同社のホームページには秋田内陸線壁新聞が載つてゐる。これまでの苦労と努力がよく判る。

十月七日(日)「第三セクター全体の繁栄と補助金削減のために」
長期には円高をプラザ合意以前に戻さないと地方は衰退する。それ以上の速度で地方の鉄道は衰退する。人口が減少するしガソリン価格が安くなつて自家用車が増へるためだ。円安に誘導する一方で輸出は増やさない。さういふ政策が不可欠である。
中期には旧東北本線の貨物列車の一部を花輪線と秋田内陸線に振り分け、IGRいわて銀河鉄道と青い森鉄道の大部分を単線化すべきだ。IGRいわて銀河鉄道と青い森鉄道は最初反対するだらうが、今は複線を維持するため莫大な経費が掛かる。JR貨物は国鉄分割時の経緯で安い線路使用料で運行できるがIGRいわて銀河鉄道と青い森鉄道はJRではなくなつたから、差額を鉄道運輸機構が支給する。つまり国庫から支給される。

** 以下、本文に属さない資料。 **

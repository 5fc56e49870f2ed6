//! Scheduling properties every policy must hold: each task of a round is
//! processed exactly once, the aggregate does not depend on the policy, and
//! stats read between rounds reflect exactly the rounds completed so far.

use std::collections::{HashMap, HashSet};
use std::sync::{Arc, Mutex};
use std::thread;

use partbench_compute::{
    run_experiment, AtomicQueued, Policy, PolicyKind, Preassigned, Queued, WorkerPool,
};
use partbench_core::{generate, Chunk, CostModel, Dataset, DatasetShape, ExperimentConfig, Task, Workload};

/// Records which worker thread processed which task id. Task ids are
/// encoded in `value`.
#[derive(Default)]
struct Recorder {
    seen: Mutex<Vec<(String, u64)>>,
}

impl Recorder {
    fn take(&self) -> Vec<(String, u64)> {
        std::mem::take(&mut *self.seen.lock().unwrap())
    }
}

impl Workload for Recorder {
    fn process(&self, task: &Task) -> u32 {
        let worker = thread::current().name().unwrap_or("?").to_string();
        self.seen.lock().unwrap().push((worker, task.value as u64));
        task.value as u32
    }
}

fn tagged_chunk(first_id: usize, len: usize) -> Chunk {
    Chunk::new(
        (first_id..first_id + len)
            .map(|id| Task::new(id as f64, id % 5 == 0))
            .collect(),
    )
}

fn assert_exactly_once<P: Policy>(workers: usize, chunk_size: usize, rounds: usize) {
    let recorder = Arc::new(Recorder::default());
    let pool = WorkerPool::<P>::new(workers, chunk_size, Arc::clone(&recorder), false).unwrap();

    for round in 0..rounds {
        let first = round * chunk_size;
        pool.run_round(&tagged_chunk(first, chunk_size)).unwrap();

        let seen = recorder.take();
        let mut per_worker: HashMap<String, HashSet<u64>> = HashMap::new();
        for (worker, id) in &seen {
            assert!(
                per_worker.entry(worker.clone()).or_default().insert(*id),
                "{} processed task {id} twice",
                P::KIND
            );
        }

        let mut union = HashSet::new();
        for ids in per_worker.values() {
            for id in ids {
                assert!(union.insert(*id), "{}: task {id} claimed by two workers", P::KIND);
            }
        }
        let expected: HashSet<u64> = (first as u64..(first + chunk_size) as u64).collect();
        assert_eq!(union, expected, "{} round {round}", P::KIND);
    }
}

#[test]
fn every_task_processed_exactly_once() {
    assert_exactly_once::<Preassigned>(4, 64, 5);
    assert_exactly_once::<Queued>(4, 64, 5);
    assert_exactly_once::<AtomicQueued>(4, 64, 5);
}

#[test]
fn single_worker_degenerates_to_sequential() {
    assert_exactly_once::<Preassigned>(1, 13, 3);
    assert_exactly_once::<Queued>(1, 13, 3);
    assert_exactly_once::<AtomicQueued>(1, 13, 3);

    let recorder = Arc::new(Recorder::default());
    let pool = WorkerPool::<AtomicQueued>::new(1, 10, Arc::clone(&recorder), false).unwrap();
    pool.run_round(&tagged_chunk(0, 10)).unwrap();
    let order: Vec<u64> = recorder.take().into_iter().map(|(_, id)| id).collect();
    assert_eq!(order, (0..10).collect::<Vec<_>>());
}

#[test]
fn one_task_per_worker() {
    assert_exactly_once::<Preassigned>(4, 4, 3);
    assert_exactly_once::<Queued>(4, 4, 3);
    assert_exactly_once::<AtomicQueued>(4, 4, 3);

    let pool = WorkerPool::<Queued>::new(4, 4, Arc::new(CostModel::default()), false).unwrap();
    pool.run_round(&tagged_chunk(0, 4)).unwrap();
    assert!(pool.stats().iter().all(|s| s.round_tasks == 1));
}

#[test]
fn static_policies_assign_contiguous_subsets_by_worker_index() {
    fn check<P: Policy>() {
        let recorder = Arc::new(Recorder::default());
        let pool = WorkerPool::<P>::new(4, 16, Arc::clone(&recorder), false).unwrap();
        for _ in 0..3 {
            pool.run_round(&tagged_chunk(0, 16)).unwrap();
            for (worker, id) in recorder.take() {
                let index: u64 = worker.rsplit('-').next().unwrap().parse().unwrap();
                assert_eq!(id / 4, index, "{}: task {id} ran on {worker}", P::KIND);
            }
        }
    }
    check::<Preassigned>();
    check::<Queued>();
}

#[test]
fn cursor_claims_increase_within_each_worker() {
    let recorder = Arc::new(Recorder::default());
    let pool = WorkerPool::<AtomicQueued>::new(4, 400, Arc::clone(&recorder), false).unwrap();
    pool.run_round(&tagged_chunk(0, 400)).unwrap();

    let mut per_worker: HashMap<String, Vec<u64>> = HashMap::new();
    for (worker, id) in recorder.take() {
        per_worker.entry(worker).or_default().push(id);
    }
    for (worker, ids) in per_worker {
        assert!(ids.windows(2).all(|w| w[0] < w[1]), "{worker}: {ids:?}");
    }
}

#[test]
fn aggregate_is_identical_across_policies() {
    for shape in DatasetShape::ALL {
        let config = ExperimentConfig {
            workers: 4,
            chunk_size: 128,
            chunk_count: 8,
            ..Default::default()
        };
        let dataset = generate(shape, 128, 8, 0.15, 1234).unwrap();
        let model = config.cost_model();
        let expected = dataset
            .iter()
            .fold(0u32, |acc, chunk| acc.wrapping_add(model.sum(chunk.iter())));

        for kind in PolicyKind::ALL {
            let report = run_experiment(kind, &dataset, &config, Arc::new(model)).unwrap();
            assert_eq!(report.result, expected, "{kind} on {shape}");
        }
    }
}

#[test]
fn sixteen_light_tasks_on_four_workers() {
    let tasks: Vec<Task> = (0..16).map(|i| Task::light(0.1 + i as f64 * 0.37)).collect();
    let model = CostModel::default();
    let expected = model.sum(&tasks);
    let dataset = Dataset::from_chunks(vec![Chunk::new(tasks)]).unwrap();
    let config = ExperimentConfig {
        workers: 4,
        chunk_size: 16,
        chunk_count: 1,
        ..Default::default()
    };

    for kind in PolicyKind::ALL {
        let report = run_experiment(kind, &dataset, &config, Arc::new(model)).unwrap();
        assert_eq!(report.result, expected, "{kind}");
    }
}

#[test]
fn heavy_counts_add_up_per_round() {
    fn check<P: Policy>(dataset: &Dataset) {
        let pool = WorkerPool::<P>::new(4, dataset.chunk_size(), Arc::new(CostModel::default()), true)
            .unwrap();
        let mut heavy_so_far = 0;
        for chunk in dataset {
            pool.run_round(chunk).unwrap();
            let stats = pool.stats();
            let round_heavy: usize = stats.iter().map(|s| s.round_heavy).sum();
            let round_tasks: usize = stats.iter().map(|s| s.round_tasks).sum();
            assert_eq!(round_heavy, chunk.heavy_count(), "{}", P::KIND);
            assert_eq!(round_tasks, chunk.len(), "{}", P::KIND);

            heavy_so_far += chunk.heavy_count();
            assert_eq!(stats.iter().map(|s| s.heavy_total).sum::<usize>(), heavy_so_far);
        }
    }
    let dataset = generate(DatasetShape::Random, 96, 10, 0.3, 77).unwrap();
    check::<Preassigned>(&dataset);
    check::<Queued>(&dataset);
    check::<AtomicQueued>(&dataset);
}

#[test]
fn accumulators_reflect_only_completed_rounds() {
    fn check<P: Policy>(dataset: &Dataset) {
        let model = CostModel::default();
        let pool = WorkerPool::<P>::new(2, dataset.chunk_size(), Arc::new(model), false).unwrap();
        let mut expected = 0u32;
        for (round, chunk) in dataset.iter().enumerate() {
            pool.run_round(chunk).unwrap();
            expected = expected.wrapping_add(model.sum(chunk.iter()));
            assert_eq!(pool.result(), expected, "{} after round {round}", P::KIND);
            assert!(pool.stats().iter().all(|s| s.rounds == round + 1));
        }
        pool.shutdown();
    }
    let dataset = generate(DatasetShape::Even, 32, 12, 0.2, 3).unwrap();
    check::<Preassigned>(&dataset);
    check::<Queued>(&dataset);
    check::<AtomicQueued>(&dataset);
}

#[test]
fn stacked_dataset_overloads_first_static_subset() {
    let dataset = generate(DatasetShape::Stacked, 16, 4, 0.25, 9).unwrap();
    for chunk in &dataset {
        assert_eq!(chunk.heavy_count(), 4);
        assert!(chunk[..4].iter().all(|t| t.heavy));
    }

    let pool =
        WorkerPool::<Preassigned>::new(4, 16, Arc::new(CostModel::default()), true).unwrap();
    for chunk in &dataset {
        pool.run_round(chunk).unwrap();
        let heavy: Vec<usize> = pool.stats().iter().map(|s| s.round_heavy).collect();
        assert_eq!(heavy, vec![4, 0, 0, 0]);
    }
}

#[test]
fn uneven_configurations_are_rejected() {
    let workload = Arc::new(CostModel::default());
    assert!(WorkerPool::<Preassigned>::new(3, 16, Arc::clone(&workload), false).is_err());
    assert!(WorkerPool::<Queued>::new(5, 16, Arc::clone(&workload), false).is_err());
    assert!(WorkerPool::<AtomicQueued>::new(6, 16, Arc::clone(&workload), false).is_err());

    let config = ExperimentConfig {
        workers: 3,
        chunk_size: 16,
        ..Default::default()
    };
    assert!(config.validate().is_err());
    let dataset = generate(DatasetShape::Even, 16, 1, 0.25, 0).unwrap();
    assert!(run_experiment(PolicyKind::AtomicQueued, &dataset, &config, workload).is_err());
}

第3セクター各社と補助金の合計額が安くなるようすべきだ。一方でIGRいわて銀河鉄道と青い森鉄道を時間を掛けて単線化し人減らしをせず両社が損をないようにする。そのためには貨物列車の振り分けがよい。線路容量が足りないときは三陸縦貫線(三陸鉄道、八戸線など)にも振り分けるべきだ。(完)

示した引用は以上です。